## WORK REQUIRED
Every line below that carries the word "struct" needs to be copied.

Saved data entries
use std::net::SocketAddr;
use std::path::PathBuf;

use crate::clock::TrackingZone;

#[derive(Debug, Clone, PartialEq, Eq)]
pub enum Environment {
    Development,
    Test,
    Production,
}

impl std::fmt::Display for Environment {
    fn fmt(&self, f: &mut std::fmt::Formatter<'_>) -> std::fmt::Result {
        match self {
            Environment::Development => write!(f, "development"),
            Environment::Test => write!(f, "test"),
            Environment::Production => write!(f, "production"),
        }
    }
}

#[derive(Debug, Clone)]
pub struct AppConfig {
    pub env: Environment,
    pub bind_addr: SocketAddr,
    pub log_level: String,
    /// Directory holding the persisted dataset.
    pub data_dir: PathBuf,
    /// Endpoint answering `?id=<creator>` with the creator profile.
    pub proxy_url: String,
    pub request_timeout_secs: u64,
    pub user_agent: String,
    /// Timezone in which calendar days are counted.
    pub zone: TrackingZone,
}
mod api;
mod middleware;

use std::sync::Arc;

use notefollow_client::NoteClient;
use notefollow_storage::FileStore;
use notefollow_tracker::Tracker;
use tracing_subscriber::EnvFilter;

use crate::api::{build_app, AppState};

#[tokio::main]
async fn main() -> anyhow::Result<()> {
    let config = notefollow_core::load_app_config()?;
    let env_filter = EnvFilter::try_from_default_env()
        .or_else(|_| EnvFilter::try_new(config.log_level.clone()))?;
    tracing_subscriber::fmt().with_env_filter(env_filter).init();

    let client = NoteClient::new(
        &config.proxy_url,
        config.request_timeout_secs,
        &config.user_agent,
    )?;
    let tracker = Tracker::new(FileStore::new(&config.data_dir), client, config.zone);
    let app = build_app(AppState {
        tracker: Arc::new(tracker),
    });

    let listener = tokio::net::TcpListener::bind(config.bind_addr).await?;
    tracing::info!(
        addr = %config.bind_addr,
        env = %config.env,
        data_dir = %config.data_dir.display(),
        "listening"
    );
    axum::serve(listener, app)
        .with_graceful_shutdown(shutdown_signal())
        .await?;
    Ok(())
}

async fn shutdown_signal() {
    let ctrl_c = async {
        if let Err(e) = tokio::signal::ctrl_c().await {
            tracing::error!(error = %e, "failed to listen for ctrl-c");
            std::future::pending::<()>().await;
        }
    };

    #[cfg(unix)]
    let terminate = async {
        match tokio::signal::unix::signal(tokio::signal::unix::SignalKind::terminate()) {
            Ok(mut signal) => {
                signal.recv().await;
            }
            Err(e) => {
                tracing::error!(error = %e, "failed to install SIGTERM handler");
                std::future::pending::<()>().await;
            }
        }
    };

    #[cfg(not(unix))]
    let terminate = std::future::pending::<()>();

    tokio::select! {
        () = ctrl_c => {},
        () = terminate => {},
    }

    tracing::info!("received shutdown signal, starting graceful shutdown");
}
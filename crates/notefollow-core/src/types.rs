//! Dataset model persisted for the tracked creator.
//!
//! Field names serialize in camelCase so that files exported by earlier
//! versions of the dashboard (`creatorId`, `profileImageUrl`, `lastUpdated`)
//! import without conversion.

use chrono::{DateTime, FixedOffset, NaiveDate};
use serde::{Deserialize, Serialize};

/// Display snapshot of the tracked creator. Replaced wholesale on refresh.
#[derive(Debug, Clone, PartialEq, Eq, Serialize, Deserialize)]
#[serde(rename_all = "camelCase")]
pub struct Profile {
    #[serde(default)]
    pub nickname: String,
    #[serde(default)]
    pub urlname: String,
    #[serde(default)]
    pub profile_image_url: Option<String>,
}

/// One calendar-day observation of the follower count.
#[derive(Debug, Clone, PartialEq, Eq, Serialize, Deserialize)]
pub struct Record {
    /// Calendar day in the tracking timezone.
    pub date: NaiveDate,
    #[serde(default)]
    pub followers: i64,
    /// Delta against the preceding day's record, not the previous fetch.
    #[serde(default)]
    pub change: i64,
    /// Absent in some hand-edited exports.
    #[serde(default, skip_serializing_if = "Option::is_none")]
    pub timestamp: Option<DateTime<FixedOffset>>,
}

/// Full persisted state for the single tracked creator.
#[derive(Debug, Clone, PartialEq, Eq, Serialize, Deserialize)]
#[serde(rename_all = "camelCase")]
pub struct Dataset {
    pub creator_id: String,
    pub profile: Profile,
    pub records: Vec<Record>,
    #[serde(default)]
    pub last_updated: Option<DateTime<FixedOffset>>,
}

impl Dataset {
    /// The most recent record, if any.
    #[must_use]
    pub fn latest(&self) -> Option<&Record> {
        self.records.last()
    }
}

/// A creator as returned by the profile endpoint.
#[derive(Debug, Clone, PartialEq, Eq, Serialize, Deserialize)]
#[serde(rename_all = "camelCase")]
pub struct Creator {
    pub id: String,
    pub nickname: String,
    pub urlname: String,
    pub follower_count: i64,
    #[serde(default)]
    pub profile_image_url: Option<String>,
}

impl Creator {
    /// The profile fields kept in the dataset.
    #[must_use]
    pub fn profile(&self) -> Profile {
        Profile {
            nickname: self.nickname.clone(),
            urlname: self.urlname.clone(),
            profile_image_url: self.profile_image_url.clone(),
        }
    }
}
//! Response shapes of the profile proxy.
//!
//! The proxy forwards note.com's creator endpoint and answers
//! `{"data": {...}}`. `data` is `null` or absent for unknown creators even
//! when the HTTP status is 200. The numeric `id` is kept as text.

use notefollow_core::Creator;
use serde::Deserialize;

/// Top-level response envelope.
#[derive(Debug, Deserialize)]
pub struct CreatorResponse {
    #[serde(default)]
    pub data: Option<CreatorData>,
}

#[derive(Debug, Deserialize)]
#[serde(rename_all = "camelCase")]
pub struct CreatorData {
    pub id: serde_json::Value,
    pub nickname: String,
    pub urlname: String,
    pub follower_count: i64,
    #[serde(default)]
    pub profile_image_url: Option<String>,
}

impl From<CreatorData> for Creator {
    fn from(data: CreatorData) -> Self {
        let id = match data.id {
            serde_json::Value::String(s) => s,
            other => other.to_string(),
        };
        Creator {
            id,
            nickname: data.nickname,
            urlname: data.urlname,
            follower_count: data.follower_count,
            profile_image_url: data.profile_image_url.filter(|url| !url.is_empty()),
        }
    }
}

## WRITTEN ANSWER
pub struct AppConfig {
pub struct Profile {
pub struct Record {
pub struct Dataset {
pub struct Creator {
pub struct CreatorResponse {
pub struct CreatorData {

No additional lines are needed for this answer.